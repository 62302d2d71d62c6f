//! Bounded in-process cache.

use super::CacheStore;
use crate::error::CacheError;
use lru::LruCache;
use std::num::NonZeroUsize;
use std::sync::{Mutex, MutexGuard};
use std::time::{Duration, Instant};

#[derive(Debug)]
struct Entry {
    value: Vec<u8>,
    expires_at: Option<Instant>,
}

impl Entry {
    fn is_expired(&self, now: Instant) -> bool {
        self.expires_at.is_some_and(|at| now >= at)
    }
}

/// LRU cache of byte values with per-entry expiry.
///
/// The least recently used entry is evicted once `capacity` is reached.
#[derive(Debug)]
pub struct MemoryCache {
    entries: Mutex<LruCache<String, Entry>>,
}

impl MemoryCache {
    pub fn new(capacity: NonZeroUsize) -> Self {
        Self {
            entries: Mutex::new(LruCache::new(capacity)),
        }
    }

    /// Number of stored entries, expired ones included.
    pub fn len(&self) -> usize {
        self.lock().map(|entries| entries.len()).unwrap_or(0)
    }

    pub fn is_empty(&self) -> bool {
        self.len() == 0
    }

    fn lock(&self) -> Result<MutexGuard<'_, LruCache<String, Entry>>, CacheError> {
        self.entries
            .lock()
            .map_err(|_| CacheError::Unavailable("memory cache lock poisoned".to_string()))
    }
}

impl CacheStore for MemoryCache {
    fn get(&self, key: &str) -> Result<Option<Vec<u8>>, CacheError> {
        let mut entries = self.lock()?;

        match entries.get(key) {
            Some(entry) if !entry.is_expired(Instant::now()) => {
                return Ok(Some(entry.value.clone()));
            }
            Some(_) => {}
            None => return Ok(None),
        }

        tracing::debug!("Cache entry {} expired", key);
        entries.pop(key);
        Ok(None)
    }

    fn put(&self, key: &str, value: Vec<u8>, ttl: Option<Duration>) -> Result<(), CacheError> {
        let expires_at = ttl.and_then(|ttl| Instant::now().checked_add(ttl));
        self.lock()?
            .put(key.to_string(), Entry { value, expires_at });
        Ok(())
    }

    fn forget(&self, key: &str) -> Result<(), CacheError> {
        self.lock()?.pop(key);
        Ok(())
    }
}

^^^^^^^^

Each line above is to be reproduced exactly.

TASK RESPONSE
repository 62302d2d71d62c6f
//! Bounded in-process cache.

use super::CacheStore;
use crate::error::CacheError;
use lru::LruCache;
use std::num::NonZeroUsize;
use std::sync::{Mutex, MutexGuard};
use std::time::{Duration, Instant};

#[derive(Debug)]
struct Entry {
    value: Vec<u8>,
    expires_at: Option<Instant>,
}

impl Entry {
    fn is_expired(&self, now: Instant) -> bool {
        self.expires_at.is_some_and(|at| now >= at)
    }
}

/// LRU cache of byte values with per-entry expiry.
///
/// The least recently used entry is evicted once `capacity` is reached.
#[derive(Debug)]
pub struct MemoryCache {
    entries: Mutex<LruCache<String, Entry>>,
}

impl MemoryCache {
    pub fn new(capacity: NonZeroUsize) -> Self {
        Self {
            entries: Mutex::new(LruCache::new(capacity)),
        }
    }

    /// Number of stored entries, expired ones included.
    pub fn len(&self) -> usize {
        self.lock().map(|entries| entries.len()).unwrap_or(0)
    }

    pub fn is_empty(&self) -> bool {
        self.len() == 0
    }

    fn lock(&self) -> Result<MutexGuard<'_, LruCache<String, Entry>>, CacheError> {
        self.entries
            .lock()
            .map_err(|_| CacheError::Unavailable("memory cache lock poisoned".to_string()))
    }
}

impl CacheStore for MemoryCache {
    fn get(&self, key: &str) -> Result<Option<Vec<u8>>, CacheError> {
        let mut entries = self.lock()?;

        match entries.get(key) {
            Some(entry) if !entry.is_expired(Instant::now()) => {
                return Ok(Some(entry.value.clone()));
            }
            Some(_) => {}
            None => return Ok(None),
        }

        tracing::debug!("Cache entry {} expired", key);
        entries.pop(key);
        Ok(None)
    }

    fn put(&self, key: &str, value: Vec<u8>, ttl: Option<Duration>) -> Result<(), CacheError> {
        let expires_at = ttl.and_then(|ttl| Instant::now().checked_add(ttl));
        self.lock()?
            .put(key.to_string(), Entry { value, expires_at });
        Ok(())
    }

    fn forget(&self, key: &str) -> Result<(), CacheError> {
        self.lock()?.pop(key);
        Ok(())
    }
}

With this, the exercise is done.